■ Description of the task
If a line of the data below holds the word "None", list it.

Data items:
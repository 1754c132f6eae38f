//! Scripted token driver for tests
//!
//! `MockTokenDevice` keeps objects and sessions in memory, counts every call
//! it receives, and can be told to fail a specific upcoming call. Tokens can
//! be pulled and reinserted from a notifier to drive recovery scenarios.

use std::collections::HashMap;
use std::sync::{Mutex, MutexGuard};

use crate::error::DeviceError;
use crate::model::{KeyAlgorithm, LocatorInfo, LoginMode, Mechanism, ObjectHandle, SessionId};
use crate::ports::{Discovered, ObjectFinder, PrivateKeyOps, SlotScanner};

pub(crate) use crate::ports::contract_tests::token_device_contract::{
    KEY_ID as RSA_ID, KEY_LABEL as RSA_LABEL, TOKEN_LABEL,
};

pub const DSA_LABEL: &str = "dsa key";
pub const DSA_ID: &[u8] = &[0x0d, 0x01];
pub const EC_LABEL: &str = "ec key";
pub const EC_ID: &[u8] = &[0x0e, 0x01];

/// Signature length reported by the mock for every key
pub const SIGNATURE_LEN: usize = 64;

/// Extra bytes the decrypt size query over-reports
pub const DECRYPT_SLACK: usize = 8;

#[derive(Debug, Clone, Copy, PartialEq, Eq, Hash)]
pub enum MockCall {
    Rescan,
    Find,
    Close,
    SignInit,
    SignSize,
    SignFinal,
    DecryptInit,
    DecryptSize,
    DecryptFinal,
}

#[derive(Debug, Clone)]
pub struct MockObject {
    pub label: String,
    pub id: Vec<u8>,
    pub algorithm: KeyAlgorithm,
}

#[derive(Debug, Clone, Copy, PartialEq, Eq)]
enum Active {
    Sign(ObjectHandle),
    Decrypt,
}

#[derive(Debug, Default)]
struct MockState {
    objects: Vec<MockObject>,
    present: bool,
    sessions: HashMap<u64, Option<Active>>,
    next_session: u64,
    faults: Vec<(MockCall, DeviceError)>,
    calls: HashMap<MockCall, u32>,
    last_mechanism: Option<Mechanism>,
    last_sign_input: Option<Vec<u8>>,
    last_login: Option<LoginMode>,
}

#[derive(Debug)]
pub struct MockTokenDevice {
    state: Mutex<MockState>,
}

impl Default for MockTokenDevice {
    fn default() -> Self {
        Self::new()
    }
}

impl MockTokenDevice {
    /// A present token holding an RSA, a DSA and an EC key
    pub fn new() -> Self {
        let objects = vec![
            MockObject {
                label: RSA_LABEL.to_string(),
                id: RSA_ID.to_vec(),
                algorithm: KeyAlgorithm::Rsa,
            },
            MockObject {
                label: DSA_LABEL.to_string(),
                id: DSA_ID.to_vec(),
                algorithm: KeyAlgorithm::Dsa,
            },
            MockObject {
                label: EC_LABEL.to_string(),
                id: EC_ID.to_vec(),
                algorithm: KeyAlgorithm::Ec,
            },
        ];
        Self {
            state: Mutex::new(MockState {
                objects,
                present: true,
                ..MockState::default()
            }),
        }
    }

    fn state(&self) -> MutexGuard<'_, MockState> {
        self.state.lock().unwrap()
    }

    /// Fail the next `call` with `error`; queued faults fire in order
    pub fn fail_next(&self, call: MockCall, error: DeviceError) {
        self.state().faults.push((call, error));
    }

    /// Simulate pulling the token: sessions vanish and searches find nothing
    pub fn remove_token(&self) {
        let mut state = self.state();
        state.present = false;
        state.sessions.clear();
    }

    pub fn insert_token(&self) {
        self.state().present = true;
    }

    /// Change the algorithm the token reports for an object
    pub fn set_algorithm(&self, id: &[u8], algorithm: KeyAlgorithm) {
        let mut state = self.state();
        if let Some(object) = state.objects.iter_mut().find(|o| o.id == id) {
            object.algorithm = algorithm;
        }
    }

    pub fn calls(&self, call: MockCall) -> u32 {
        self.state().calls.get(&call).copied().unwrap_or(0)
    }

    /// Total number of calls of any kind
    pub fn total_calls(&self) -> u32 {
        self.state().calls.values().sum()
    }

    pub fn open_sessions(&self) -> usize {
        self.state().sessions.len()
    }

    pub fn last_mechanism(&self) -> Option<Mechanism> {
        self.state().last_mechanism
    }

    pub fn last_login(&self) -> Option<LoginMode> {
        self.state().last_login
    }

    pub fn last_sign_input(&self) -> Option<Vec<u8>> {
        self.state().last_sign_input.clone()
    }

    /// Signature the mock produces for `input`
    pub fn expected_signature(input: &[u8]) -> Vec<u8> {
        (0..SIGNATURE_LEN)
            .map(|i| input.get(i % input.len().max(1)).copied().unwrap_or(0) ^ 0xff)
            .collect()
    }

    /// Plaintext the mock produces for `ciphertext`
    pub fn expected_plaintext(ciphertext: &[u8]) -> Vec<u8> {
        ciphertext.iter().rev().copied().collect()
    }
}

impl MockState {
    /// Count the call and return the scripted fault for it, if any
    fn enter(&mut self, call: MockCall) -> Result<(), DeviceError> {
        *self.calls.entry(call).or_insert(0) += 1;
        match self.faults.iter().position(|(c, _)| *c == call) {
            Some(index) => Err(self.faults.remove(index).1),
            None => Ok(()),
        }
    }

    fn session(&mut self, session: SessionId) -> Result<&mut Option<Active>, DeviceError> {
        self.sessions
            .get_mut(&session.0)
            .ok_or(DeviceError::SessionHandleInvalid)
    }
}

impl SlotScanner for MockTokenDevice {
    fn rescan_slots(&self) -> Result<(), DeviceError> {
        self.state().enter(MockCall::Rescan)
    }
}

impl ObjectFinder for MockTokenDevice {
    fn open_and_find_object(
        &self,
        locator: &LocatorInfo,
        login: LoginMode,
    ) -> Result<Discovered, DeviceError> {
        let mut state = self.state();
        state.enter(MockCall::Find)?;

        if !state.present || locator.token.as_deref().is_some_and(|t| t != TOKEN_LABEL) {
            return Err(DeviceError::ObjectNotFound);
        }
        let (index, object) = state
            .objects
            .iter()
            .enumerate()
            .find(|(_, o)| {
                o.id == locator.id && locator.object.as_ref().map_or(true, |l| *l == o.label)
            })
            .ok_or(DeviceError::ObjectNotFound)?;
        let algorithm = object.algorithm;

        state.next_session += 1;
        let id = state.next_session;
        state.sessions.insert(id, None);
        state.last_login = Some(login);

        Ok(Discovered {
            session: SessionId(id),
            object: ObjectHandle(index as u64 + 1),
            algorithm,
        })
    }

    fn close_session(&self, session: SessionId) -> Result<(), DeviceError> {
        let mut state = self.state();
        state.enter(MockCall::Close)?;
        state
            .sessions
            .remove(&session.0)
            .map(|_| ())
            .ok_or(DeviceError::SessionHandleInvalid)
    }
}

impl PrivateKeyOps for MockTokenDevice {
    fn sign_init(
        &self,
        session: SessionId,
        mechanism: Mechanism,
        key: ObjectHandle,
    ) -> Result<(), DeviceError> {
        let mut state = self.state();
        state.enter(MockCall::SignInit)?;
        state.last_mechanism = Some(mechanism);
        *state.session(session)? = Some(Active::Sign(key));
        Ok(())
    }

    fn sign(
        &self,
        session: SessionId,
        input: &[u8],
        output: Option<&mut [u8]>,
    ) -> Result<usize, DeviceError> {
        let mut state = self.state();
        let call = if output.is_some() {
            MockCall::SignFinal
        } else {
            MockCall::SignSize
        };
        state.enter(call)?;

        let active = state.session(session)?;
        if !matches!(active, Some(Active::Sign(_))) {
            return Err(DeviceError::OperationNotInitialized);
        }
        let Some(buffer) = output else {
            return Ok(SIGNATURE_LEN);
        };
        if buffer.len() < SIGNATURE_LEN {
            return Err(DeviceError::BufferTooSmall {
                required: SIGNATURE_LEN,
            });
        }

        *active = None;
        buffer[..SIGNATURE_LEN].copy_from_slice(&Self::expected_signature(input));
        state.last_sign_input = Some(input.to_vec());
        Ok(SIGNATURE_LEN)
    }

    fn decrypt_init(
        &self,
        session: SessionId,
        mechanism: Mechanism,
        _key: ObjectHandle,
    ) -> Result<(), DeviceError> {
        let mut state = self.state();
        state.enter(MockCall::DecryptInit)?;
        state.last_mechanism = Some(mechanism);
        *state.session(session)? = Some(Active::Decrypt);
        Ok(())
    }

    fn decrypt(
        &self,
        session: SessionId,
        input: &[u8],
        output: Option<&mut [u8]>,
    ) -> Result<usize, DeviceError> {
        let mut state = self.state();
        let call = if output.is_some() {
            MockCall::DecryptFinal
        } else {
            MockCall::DecryptSize
        };
        state.enter(call)?;

        let active = state.session(session)?;
        if *active != Some(Active::Decrypt) {
            return Err(DeviceError::OperationNotInitialized);
        }
        let Some(buffer) = output else {
            return Ok(input.len() + DECRYPT_SLACK);
        };
        if buffer.len() < input.len() {
            return Err(DeviceError::BufferTooSmall {
                required: input.len() + DECRYPT_SLACK,
            });
        }

        *active = None;
        buffer[..input.len()].copy_from_slice(&Self::expected_plaintext(input));
        Ok(input.len())
    }
}

#[cfg(test)]
mod tests {
    use super::*;
    use crate::contract_tests_for;
    use crate::ports::contract_tests::token_device_contract;

    contract_tests_for!(
        mock_token_contract,
        make = MockTokenDevice::new,
        tests = {
            test_find_and_close => token_device_contract::test_find_and_close,
            test_missing_object_not_found => token_device_contract::test_missing_object_not_found,
            test_two_phase_sign => token_device_contract::test_two_phase_sign,
            test_sign_buffer_too_small_keeps_operation => token_device_contract::test_sign_buffer_too_small_keeps_operation,
            test_sign_without_init => token_device_contract::test_sign_without_init,
            test_closed_session_is_invalid => token_device_contract::test_closed_session_is_invalid,
        }
    );

    fn rsa_locator() -> LocatorInfo {
        LocatorInfo {
            id: RSA_ID.to_vec(),
            ..LocatorInfo::default()
        }
    }

    #[test]
    fn test_scripted_fault_fires_once() {
        let device = MockTokenDevice::new();
        device.fail_next(MockCall::Find, DeviceError::DeviceRemoved);

        assert_eq!(
            device
                .open_and_find_object(&rsa_locator(), LoginMode::User)
                .unwrap_err(),
            DeviceError::DeviceRemoved
        );
        assert!(device
            .open_and_find_object(&rsa_locator(), LoginMode::User)
            .is_ok());
        assert_eq!(device.calls(MockCall::Find), 2);
    }

    #[test]
    fn test_removed_token_drops_sessions() {
        let device = MockTokenDevice::new();
        let found = device
            .open_and_find_object(&rsa_locator(), LoginMode::User)
            .unwrap();

        device.remove_token();

        assert_eq!(device.open_sessions(), 0);
        assert_eq!(
            device
                .sign_init(found.session, Mechanism::RsaPkcs, found.object)
                .unwrap_err(),
            DeviceError::SessionHandleInvalid
        );
        assert_eq!(
            device
                .open_and_find_object(&rsa_locator(), LoginMode::User)
                .unwrap_err(),
            DeviceError::ObjectNotFound
        );

        device.insert_token();
        assert!(device
            .open_and_find_object(&rsa_locator(), LoginMode::User)
            .is_ok());
    }

    #[test]
    fn test_reports_object_algorithm() {
        let device = MockTokenDevice::new();
        let locator = LocatorInfo {
            id: DSA_ID.to_vec(),
            ..LocatorInfo::default()
        };
        let found = device
            .open_and_find_object(&locator, LoginMode::User)
            .unwrap();
        assert_eq!(found.algorithm, KeyAlgorithm::Dsa);

        device.set_algorithm(DSA_ID, KeyAlgorithm::Ec);
        let found = device
            .open_and_find_object(&locator, LoginMode::User)
            .unwrap();
        assert_eq!(found.algorithm, KeyAlgorithm::Ec);
    }

    #[test]
    fn test_decrypt_size_query_over_reports() {
        let device = MockTokenDevice::new();
        let found = device
            .open_and_find_object(&rsa_locator(), LoginMode::User)
            .unwrap();
        device
            .decrypt_init(found.session, Mechanism::RsaPkcs, found.object)
            .unwrap();

        let required = device.decrypt(found.session, b"abc", None).unwrap();
        let mut buffer = vec![0u8; required];
        let written = device
            .decrypt(found.session, b"abc", Some(&mut buffer))
            .unwrap();

        assert_eq!(required, 3 + DECRYPT_SLACK);
        assert_eq!(&buffer[..written], b"cba");
    }
}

■ Answer area
            None => Ok(()),
        state.sessions.insert(id, None);
        *active = None;
        *active = None;
        let required = device.decrypt(found.session, b"abc", None).unwrap();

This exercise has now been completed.